● What you are asked to do: What is the number of lines in this listing that include the string "SquaddieTemplateId"? Answer with that number by itself.

*** Block opens ***

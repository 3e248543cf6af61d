//! Object repository: id-keyed storage for templates and battle squaddies.

use std::collections::BTreeMap;

use crate::action::ActionTemplate;
use crate::error::{ErrorSeverity, GameError};
use crate::ids::{ActionTemplateId, BattleSquaddieId, SquaddieTemplateId};
use crate::squaddie::{BattleSquaddie, SquaddieAffiliation, SquaddieTemplate};

/// Errors raised by repository lookups and inserts.
#[derive(Clone, Debug, PartialEq, Eq, thiserror::Error)]
pub enum RepositoryError {
    #[error("battle squaddie {0} not found")]
    BattleSquaddieNotFound(BattleSquaddieId),

    #[error("squaddie template {0} not found")]
    SquaddieTemplateNotFound(SquaddieTemplateId),

    #[error("action template {0} not found")]
    ActionTemplateNotFound(ActionTemplateId),

    #[error("battle squaddie {0} already exists")]
    DuplicateBattleSquaddie(BattleSquaddieId),

    #[error("squaddie template {0} already exists")]
    DuplicateSquaddieTemplate(SquaddieTemplateId),

    #[error("action template {0} already exists")]
    DuplicateActionTemplate(ActionTemplateId),
}

impl GameError for RepositoryError {
    fn severity(&self) -> ErrorSeverity {
        match self {
            Self::BattleSquaddieNotFound(_)
            | Self::SquaddieTemplateNotFound(_)
            | Self::ActionTemplateNotFound(_) => ErrorSeverity::Internal,
            Self::DuplicateBattleSquaddie(_)
            | Self::DuplicateSquaddieTemplate(_)
            | Self::DuplicateActionTemplate(_) => ErrorSeverity::Validation,
        }
    }

    fn error_code(&self) -> &'static str {
        match self {
            Self::BattleSquaddieNotFound(_) => "REPOSITORY_BATTLE_SQUADDIE_NOT_FOUND",
            Self::SquaddieTemplateNotFound(_) => "REPOSITORY_SQUADDIE_TEMPLATE_NOT_FOUND",
            Self::ActionTemplateNotFound(_) => "REPOSITORY_ACTION_TEMPLATE_NOT_FOUND",
            Self::DuplicateBattleSquaddie(_) => "REPOSITORY_DUPLICATE_BATTLE_SQUADDIE",
            Self::DuplicateSquaddieTemplate(_) => "REPOSITORY_DUPLICATE_SQUADDIE_TEMPLATE",
            Self::DuplicateActionTemplate(_) => "REPOSITORY_DUPLICATE_ACTION_TEMPLATE",
        }
    }
}

/// Holds every template and battle squaddie of a mission.
///
/// Action templates are referenced by id and never copied out.
#[derive(Clone, Debug, Default)]
pub struct ObjectRepository {
    squaddie_templates: BTreeMap<SquaddieTemplateId, SquaddieTemplate>,
    battle_squaddies: BTreeMap<BattleSquaddieId, BattleSquaddie>,
    action_templates: BTreeMap<ActionTemplateId, ActionTemplate>,
}

impl ObjectRepository {
    pub fn new() -> Self {
        Self::default()
    }

    pub fn add_squaddie_template(&mut self, template: SquaddieTemplate) -> Result<(), RepositoryError> {
        if self.squaddie_templates.contains_key(&template.id) {
            return Err(RepositoryError::DuplicateSquaddieTemplate(template.id));
        }
        self.squaddie_templates.insert(template.id.clone(), template);
        Ok(())
    }

    /// Adds a battle squaddie whose template is already registered.
    pub fn add_battle_squaddie(&mut self, squaddie: BattleSquaddie) -> Result<(), RepositoryError> {
        if !self
            .squaddie_templates
            .contains_key(&squaddie.squaddie_template_id)
        {
            return Err(RepositoryError::SquaddieTemplateNotFound(
                squaddie.squaddie_template_id,
            ));
        }
        if self.battle_squaddies.contains_key(&squaddie.battle_squaddie_id) {
            return Err(RepositoryError::DuplicateBattleSquaddie(
                squaddie.battle_squaddie_id,
            ));
        }
        self.battle_squaddies
            .insert(squaddie.battle_squaddie_id.clone(), squaddie);
        Ok(())
    }

    pub fn add_action_template(&mut self, template: ActionTemplate) -> Result<(), RepositoryError> {
        if self.action_templates.contains_key(template.id()) {
            return Err(RepositoryError::DuplicateActionTemplate(template.id().clone()));
        }
        self.action_templates.insert(template.id().clone(), template);
        Ok(())
    }

    pub fn get_squaddie_template(
        &self,
        id: &SquaddieTemplateId,
    ) -> Result<&SquaddieTemplate, RepositoryError> {
        self.squaddie_templates
            .get(id)
            .ok_or_else(|| RepositoryError::SquaddieTemplateNotFound(id.clone()))
    }

    /// Looks up a battle squaddie together with its template.
    pub fn get_squaddie_by_battle_id(
        &self,
        id: &BattleSquaddieId,
    ) -> Result<(&SquaddieTemplate, &BattleSquaddie), RepositoryError> {
        let squaddie = self
            .battle_squaddies
            .get(id)
            .ok_or_else(|| RepositoryError::BattleSquaddieNotFound(id.clone()))?;
        let template = self.get_squaddie_template(&squaddie.squaddie_template_id)?;
        Ok((template, squaddie))
    }

    pub fn battle_squaddie_mut(
        &mut self,
        id: &BattleSquaddieId,
    ) -> Result<&mut BattleSquaddie, RepositoryError> {
        self.battle_squaddies
            .get_mut(id)
            .ok_or_else(|| RepositoryError::BattleSquaddieNotFound(id.clone()))
    }

    pub fn get_action_template_by_id(
        &self,
        id: &ActionTemplateId,
    ) -> Result<&ActionTemplate, RepositoryError> {
        self.action_templates
            .get(id)
            .ok_or_else(|| RepositoryError::ActionTemplateNotFound(id.clone()))
    }

    pub fn affiliation_of(&self, id: &BattleSquaddieId) -> Result<SquaddieAffiliation, RepositoryError> {
        self.get_squaddie_by_battle_id(id)
            .map(|(template, _)| template.affiliation)
    }

    pub fn battle_squaddie_ids(&self) -> impl Iterator<Item = &BattleSquaddieId> {
        self.battle_squaddies.keys()
    }

    pub fn battle_squaddies(&self) -> impl Iterator<Item = &BattleSquaddie> {
        self.battle_squaddies.values()
    }

    pub fn battle_squaddies_mut(&mut self) -> impl Iterator<Item = &mut BattleSquaddie> {
        self.battle_squaddies.values_mut()
    }

    /// Battle squaddies fighting for `affiliation`, in id order.
    pub fn team(&self, affiliation: SquaddieAffiliation) -> Vec<BattleSquaddieId> {
        self.battle_squaddies
            .values()
            .filter(|squaddie| {
                self.squaddie_templates
                    .get(&squaddie.squaddie_template_id)
                    .is_some_and(|template| template.affiliation == affiliation)
            })
            .map(|squaddie| squaddie.battle_squaddie_id.clone())
            .collect()
    }

    pub fn action_templates(&self) -> impl Iterator<Item = &ActionTemplate> {
        self.action_templates.values()
    }
}

#[cfg(test)]
mod tests {
    use super::*;

    fn repository() -> ObjectRepository {
        let mut repository = ObjectRepository::new();
        let template = SquaddieTemplate::new("knight", "Knight", SquaddieAffiliation::Player, 5);
        repository
            .add_battle_squaddie(BattleSquaddie::new("knight_0", &template))
            .unwrap_err();
        repository.add_squaddie_template(template.clone()).unwrap();
        repository
            .add_battle_squaddie(BattleSquaddie::new("knight_0", &template))
            .unwrap();
        repository
    }

    #[test]
    fn battle_squaddies_need_a_registered_template() {
        let repository = repository();
        let (template, squaddie) = repository
            .get_squaddie_by_battle_id(&"knight_0".into())
            .unwrap();
        assert_eq!(template.name, "Knight");
        assert_eq!(squaddie.hit_points(), 5);
    }

    #[test]
    fn duplicates_and_missing_ids_are_reported() {
        let mut repository = repository();
        let template = SquaddieTemplate::new("knight", "Knight", SquaddieAffiliation::Player, 5);
        assert_eq!(
            repository.add_squaddie_template(template.clone()),
            Err(RepositoryError::DuplicateSquaddieTemplate("knight".into()))
        );
        assert_eq!(
            repository.add_battle_squaddie(BattleSquaddie::new("knight_0", &template)),
            Err(RepositoryError::DuplicateBattleSquaddie("knight_0".into()))
        );
        assert!(matches!(
            repository.get_action_template_by_id(&"sword".into()),
            Err(RepositoryError::ActionTemplateNotFound(_))
        ));
    }

    #[test]
    fn teams_group_by_affiliation() {
        let repository = repository();
        assert_eq!(repository.team(SquaddieAffiliation::Player), vec![BattleSquaddieId::from("knight_0")]);
        assert!(repository.team(SquaddieAffiliation::Enemy).is_empty());
    }
}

*** Block closes ***

● Exercise solution: 5